11.  Board of Directors (Board Members) members that fail to attend regular meetings of the board without a valid purpose/approval for 3 consecutive meetings, or fail to attend three regular meetings of the board in any twelve-month period, or otherwise fail to perform any of the duties devolving upon him/her as a board member, will be suspended.  At the discretion of the Executive Board, his/her office may be declared vacant and the vacancy filled as herein provided.  See Article IV.

12.  The board may remove any executive officer from office for failure to perform the duties thereof, after giving the officer reasonable notice.  See Article IV.

Article II

Code of Ethics for Colorado OAUG Members at Large and Members of the Board of Directors. Members and Board Members will:

1.  Act openly, honestly, in good faith and in the best interests of the Colorado OAUG as a whole.

2.  Exercise the care, diligence and skill of a reasonably prudent person under comparable circumstance.

3.  Ensure to enhance and maintain the reputation of Colorado OAUG.

4.  Comply with all policies, constitution and by-laws set out by Colorado OAUG.

5.  Strive to contribute toward the growth, stability and service the Colorado OAUG seeks to provide to its members and the user community.

6.  Respect the political process of the board of directors and the Colorado OAUG organization as a whole.

7.  Respect and contribute toward the building of a strong user community and board of directors.

8.  Act in the best interest and fulfill their fiduciary obligations to Colorado OAUG.

9.  Conduct themselves in a professional, courteous and respectful manner at all times.

10.  Promote cooperation, good relations, and bonds of friendship and mutual understanding among the membership and the board of directors.

11.  Demonstrate respect and tolerance toward other board members and all Colorado OAUG affiliated stakeholders, agents, private and public.

12.  Make available to and share with members and board members all information as may be relevant to ensure proper conduct and sound operation of Colorado OAUG.

13.  Understand and respect the need for a level of confidentiality relating to the affairs of the organization.

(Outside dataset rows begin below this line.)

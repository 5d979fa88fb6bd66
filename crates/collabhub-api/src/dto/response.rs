//! Response DTOs.

use serde::{Deserialize, Serialize};
use uuid::Uuid;

use collabhub_entity::grant::{AccessType, Collaborator};

/// Plain acknowledgement.
#[derive(Debug, Clone, Serialize, Deserialize)]
pub struct MessageResponse {
    pub message: String,
}

impl MessageResponse {
    pub fn new(message: impl Into<String>) -> Self {
        Self {
            message: message.into(),
        }
    }
}

/// Result of redeeming an invitation.
#[derive(Debug, Clone, Serialize, Deserialize)]
#[serde(rename_all = "camelCase")]
pub struct InvitationAcceptedResponse {
    pub message: String,
    /// Folders the caller now holds.
    pub folders_id: Vec<Uuid>,
    /// Files the caller now holds.
    pub files_id: Vec<Uuid>,
    /// Level granted.
    pub access_type: AccessType,
    /// Email of the user who received the grants.
    pub user: String,
}

/// Freshly minted public link.
#[derive(Debug, Clone, Serialize, Deserialize)]
#[serde(rename_all = "camelCase")]
pub struct InvitationLinkResponse {
    pub invitation_link: String,
}

/// Body sealed with the token codec.
#[derive(Debug, Clone, Serialize, Deserialize)]
pub struct EncryptedEnvelope {
    pub payload: String,
}

/// Plaintext of the delete-collaborator envelope.
#[derive(Debug, Clone, PartialEq, Eq, Serialize, Deserialize)]
#[serde(rename_all = "camelCase")]
pub struct DeleteCollaboratorBody {
    pub message: String,
    /// Folder ids whose grant was removed.
    pub delete_folders_id: Vec<Uuid>,
    /// File ids whose grant was removed.
    pub delete_files_id: Vec<Uuid>,
}

/// Result of an access level change.
#[derive(Debug, Clone, Serialize, Deserialize)]
#[serde(rename_all = "camelCase")]
pub struct UpdateCollaboratorResponse {
    pub message: String,
    pub folders_id: Vec<Uuid>,
    pub files_id: Vec<Uuid>,
    pub access_type: AccessType,
}

/// Everyone holding a grant on one resource.
#[derive(Debug, Clone, Serialize, Deserialize)]
pub struct CollaboratorsResponse {
    pub collaborators: Vec<Collaborator>,
}

/// Health check response.
#[derive(Debug, Clone, Serialize, Deserialize)]
pub struct HealthResponse {
    /// "ok" or "degraded".
    pub status: String,
    /// Server version.
    pub version: String,
}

14.  Ensure that the level of service they provide is competent and unencumbered from any element which might undermine the goals, operation or achievements of Colorado OAUG.

Article III

Acceptance to be bound by the Code of Conduct and Ethics

By accepting membership or by serving on the board of directors, each member or board member agrees to be bound and governed by the Code of Professional Conduct as adopted by Colorado OAUG.

Article IV

Proceedings Related To Allegations of Non-Compliance or Misconduct

A violation of Colorado OAUG's code of professional conduct or ethics is grounds for censure, suspension and/or termination of Colorado OAUG membership and or participation on the board of directors. Upon receiving allegations that a Colorado OAUG member or board has violated provisions of Colorado OAUG's code of professional conduct or ethics from another Colorado OAUG member or board member, the Chairman and board shall do the following:

1.  Board Notification by Chairman. The Chairman shall notify board members that an allegation has been made and shall forward all background information provided. The Board will then determine (via conference call or email vote) if a board proceeding should be scheduled. (subject to majority  vote, exclusive of a single board member under consideration)

2.  Discussion at Board Meeting. If the Board determines a vote is required, the board shall schedule the matter for discussion and action at a regularly scheduled Colorado OAUG Board meeting or conference call or special meeting as required.

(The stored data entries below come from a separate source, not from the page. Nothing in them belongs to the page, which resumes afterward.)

//! The folder and file ids an operation applies to.

use std::collections::HashSet;

use uuid::Uuid;

use collabhub_core::error::AppError;
use collabhub_core::result::AppResult;
use collabhub_entity::grant::ResourceKind;

/// De-duplicated folder and file ids, in request order.
#[derive(Debug, Clone, Default, PartialEq, Eq)]
pub struct ResourceSet {
    folders: Vec<Uuid>,
    files: Vec<Uuid>,
}

impl ResourceSet {
    /// Build a set, dropping repeated ids.
    pub fn new(
        folders: impl IntoIterator<Item = Uuid>,
        files: impl IntoIterator<Item = Uuid>,
    ) -> Self {
        Self {
            folders: dedup(folders),
            files: dedup(files),
        }
    }

    /// Folder ids.
    pub fn folders(&self) -> &[Uuid] {
        &self.folders
    }

    /// File ids.
    pub fn files(&self) -> &[Uuid] {
        &self.files
    }

    /// Both kinds with their ids, folders first.
    pub fn by_kind(&self) -> [(ResourceKind, &[Uuid]); 2] {
        [
            (ResourceKind::Folder, self.folders.as_slice()),
            (ResourceKind::File, self.files.as_slice()),
        ]
    }

    /// True when neither folders nor files were given.
    pub fn is_empty(&self) -> bool {
        self.folders.is_empty() && self.files.is_empty()
    }

    /// Reject an empty set.
    pub fn require_any(&self) -> AppResult<()> {
        if self.is_empty() {
            return Err(AppError::validation(
                "At least one folder or file id is required",
            ));
        }
        Ok(())
    }
}

fn dedup(ids: impl IntoIterator<Item = Uuid>) -> Vec<Uuid> {
    let mut seen = HashSet::new();
    ids.into_iter().filter(|id| seen.insert(*id)).collect()
}

#[cfg(test)]
mod tests {
    use super::*;

    #[test]
    fn test_duplicates_dropped_in_order() {
        let (a, b) = (Uuid::new_v4(), Uuid::new_v4());
        let set = ResourceSet::new([a, b, a], [b, b]);
        assert_eq!(set.folders(), &[a, b]);
        assert_eq!(set.files(), &[b]);
    }

    #[test]
    fn test_empty_set_is_rejected() {
        let err = ResourceSet::new([], []).require_any().unwrap_err();
        assert_eq!(err.kind, collabhub_core::ErrorKind::Validation);
        assert!(ResourceSet::new([Uuid::new_v4()], []).require_any().is_ok());
    }
}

3.  Notice and Opportunity to Be Heard. The Chairman shall notify the delegate/member whose conduct is at issue of the fact and nature of the allegations, as well as the delegate/member's opportunity to provide the Board additional information relating to the allegations. Such notice shall occur at least one week prior to the Board Meeting at which the allegations will be discussed. The member may provide the Board information orally at the board meeting, or in writing at least 3 days prior to the Board meeting, at the discretion of the voting board.  If information is to be provided orally, after completion or excusal by the board the member will be excused from the proceedings.  In situations where the Board feels that conduct of a member is so egregious and further information is not required for deliberation "Notice and Opportunity to Be Heard" may be waived by the board -as voted by a majority of the board.

4.  Board Deliberation and Discussion. After considering all of the information received, the Board may, by a two thirds vote, do one of the following:

a.  Find that no violation occurred and continue the member or board members membership in good standing.

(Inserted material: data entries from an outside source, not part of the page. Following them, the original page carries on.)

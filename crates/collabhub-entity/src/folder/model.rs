//! Folder entity model.

use chrono::{DateTime, Utc};
use serde::{Deserialize, Serialize};
use sqlx::FromRow;
use uuid::Uuid;

/// A folder that can be shared with collaborators.
#[derive(Debug, Clone, Serialize, Deserialize, FromRow)]
pub struct Folder {
    /// Unique folder identifier.
    pub id: Uuid,
    /// Folder name.
    pub name: String,
    /// The user holding the `owner` grant.
    pub owner_id: Uuid,
    /// Whether the folder sits in the bin (soft-deleted).
    pub in_bin: bool,
    /// When the folder was created.
    pub created_at: DateTime<Utc>,
}
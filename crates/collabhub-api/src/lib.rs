//! # collabhub-api
//!
//! HTTP API layer for CollabHub built on Axum.
//!
//! Provides the collaborator endpoints, bearer-token extractors, request
//! logging and CORS middleware, DTOs, and the single mapping from
//! `AppError` to HTTP responses.

pub mod dto;
pub mod error;
pub mod extractors;
pub mod handlers;
pub mod middleware;
pub mod router;
pub mod state;

pub use error::ApiError;
pub use router::build_router;
pub use state::AppState;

5.  Depending on the severity of the violation(s) the board may:

a.  Censure the member or board member and provide warning that any further acts of misconduct will result in suspension or termination, or

b.  Suspend membership for a specified period, or

c.  Terminate the membership.

Note:  Votes will be sent via email to the chairman and the parliamentarian for counting and dual confirmation, individual votes will not be revealed, only the results in summary.

d.  "Two Thirds Vote" shall be defined as being exclusive of any single board member, if that board member is under deliberation.  Abstentions will be removed from the calculation of total votes

e.  Censure, Suspensions and terminations shall be effective immediately.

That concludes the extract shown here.